Input records:
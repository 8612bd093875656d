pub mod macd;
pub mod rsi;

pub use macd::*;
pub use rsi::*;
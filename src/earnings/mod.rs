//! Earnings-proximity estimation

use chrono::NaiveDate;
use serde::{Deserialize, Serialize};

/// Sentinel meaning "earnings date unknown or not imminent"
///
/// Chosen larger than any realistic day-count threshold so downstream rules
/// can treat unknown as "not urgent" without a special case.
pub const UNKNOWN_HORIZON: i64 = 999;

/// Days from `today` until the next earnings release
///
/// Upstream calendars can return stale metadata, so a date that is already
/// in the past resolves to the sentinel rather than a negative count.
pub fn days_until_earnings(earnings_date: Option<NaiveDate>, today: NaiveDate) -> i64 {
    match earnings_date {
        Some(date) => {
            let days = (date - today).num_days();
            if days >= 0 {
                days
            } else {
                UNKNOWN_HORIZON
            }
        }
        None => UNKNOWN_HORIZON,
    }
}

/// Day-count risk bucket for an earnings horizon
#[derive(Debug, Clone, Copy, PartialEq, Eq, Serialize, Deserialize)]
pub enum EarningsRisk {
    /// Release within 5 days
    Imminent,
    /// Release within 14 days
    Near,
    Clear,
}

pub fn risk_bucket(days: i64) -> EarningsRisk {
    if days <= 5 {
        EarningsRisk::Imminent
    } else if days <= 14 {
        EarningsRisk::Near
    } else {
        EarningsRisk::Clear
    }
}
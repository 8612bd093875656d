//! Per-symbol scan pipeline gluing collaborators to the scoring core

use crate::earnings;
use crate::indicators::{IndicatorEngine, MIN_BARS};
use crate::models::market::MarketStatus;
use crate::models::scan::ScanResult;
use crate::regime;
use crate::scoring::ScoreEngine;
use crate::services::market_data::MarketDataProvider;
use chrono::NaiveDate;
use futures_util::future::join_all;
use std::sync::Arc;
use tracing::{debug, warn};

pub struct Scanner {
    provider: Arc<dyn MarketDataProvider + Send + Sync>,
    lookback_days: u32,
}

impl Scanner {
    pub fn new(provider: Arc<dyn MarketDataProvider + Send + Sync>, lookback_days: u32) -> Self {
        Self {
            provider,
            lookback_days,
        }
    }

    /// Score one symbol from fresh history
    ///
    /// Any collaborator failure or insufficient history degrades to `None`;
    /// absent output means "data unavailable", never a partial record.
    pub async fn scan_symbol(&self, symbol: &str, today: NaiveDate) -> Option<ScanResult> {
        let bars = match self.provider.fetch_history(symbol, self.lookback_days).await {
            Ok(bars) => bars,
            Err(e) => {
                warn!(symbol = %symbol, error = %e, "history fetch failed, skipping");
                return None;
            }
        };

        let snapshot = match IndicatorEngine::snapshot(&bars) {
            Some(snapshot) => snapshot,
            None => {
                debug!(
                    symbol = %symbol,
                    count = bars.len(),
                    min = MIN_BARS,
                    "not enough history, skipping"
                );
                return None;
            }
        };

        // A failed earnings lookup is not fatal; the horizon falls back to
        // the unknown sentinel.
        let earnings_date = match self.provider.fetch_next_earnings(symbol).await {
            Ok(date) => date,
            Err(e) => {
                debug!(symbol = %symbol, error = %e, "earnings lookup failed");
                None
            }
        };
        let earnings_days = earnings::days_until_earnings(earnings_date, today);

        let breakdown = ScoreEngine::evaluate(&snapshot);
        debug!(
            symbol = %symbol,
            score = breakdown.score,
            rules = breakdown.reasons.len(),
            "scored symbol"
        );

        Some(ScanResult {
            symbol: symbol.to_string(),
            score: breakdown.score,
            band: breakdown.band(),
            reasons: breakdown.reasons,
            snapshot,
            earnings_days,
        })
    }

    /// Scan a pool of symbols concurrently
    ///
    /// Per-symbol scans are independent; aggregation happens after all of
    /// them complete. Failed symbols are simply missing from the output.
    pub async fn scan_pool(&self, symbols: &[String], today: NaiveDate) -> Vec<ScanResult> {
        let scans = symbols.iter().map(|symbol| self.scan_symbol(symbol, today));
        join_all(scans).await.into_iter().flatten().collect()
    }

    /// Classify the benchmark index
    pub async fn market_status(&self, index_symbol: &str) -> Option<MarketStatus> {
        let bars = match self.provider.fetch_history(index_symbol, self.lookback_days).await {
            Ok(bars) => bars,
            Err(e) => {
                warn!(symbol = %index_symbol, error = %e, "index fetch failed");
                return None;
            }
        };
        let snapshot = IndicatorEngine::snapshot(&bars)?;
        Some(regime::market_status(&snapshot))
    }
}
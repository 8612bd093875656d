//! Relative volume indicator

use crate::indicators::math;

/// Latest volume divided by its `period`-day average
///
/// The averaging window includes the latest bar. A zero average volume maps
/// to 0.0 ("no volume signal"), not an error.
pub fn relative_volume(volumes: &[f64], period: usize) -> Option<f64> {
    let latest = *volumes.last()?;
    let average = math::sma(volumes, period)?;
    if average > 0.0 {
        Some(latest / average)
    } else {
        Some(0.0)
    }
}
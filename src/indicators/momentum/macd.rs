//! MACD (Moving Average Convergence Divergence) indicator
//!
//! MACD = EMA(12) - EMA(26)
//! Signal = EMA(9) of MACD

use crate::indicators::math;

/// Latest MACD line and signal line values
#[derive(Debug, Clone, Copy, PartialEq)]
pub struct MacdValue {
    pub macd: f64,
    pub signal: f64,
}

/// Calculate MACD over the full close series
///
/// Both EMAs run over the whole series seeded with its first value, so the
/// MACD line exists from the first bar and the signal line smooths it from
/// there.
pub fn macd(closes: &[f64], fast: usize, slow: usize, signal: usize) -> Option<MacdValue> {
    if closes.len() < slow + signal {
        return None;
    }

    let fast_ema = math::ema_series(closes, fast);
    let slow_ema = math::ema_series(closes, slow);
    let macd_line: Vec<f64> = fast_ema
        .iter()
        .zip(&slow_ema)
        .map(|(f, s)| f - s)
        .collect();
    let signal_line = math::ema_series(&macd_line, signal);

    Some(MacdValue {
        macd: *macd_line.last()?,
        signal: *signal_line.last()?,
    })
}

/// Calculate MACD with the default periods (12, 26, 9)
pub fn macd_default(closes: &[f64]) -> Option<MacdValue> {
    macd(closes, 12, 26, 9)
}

Work item:
After reading through the material, report every line that holds "PartialEq".

Finished task:
#[derive(Debug, Clone, Copy, PartialEq, Eq, Serialize, Deserialize)]
#[derive(Debug, Clone, Copy, PartialEq)]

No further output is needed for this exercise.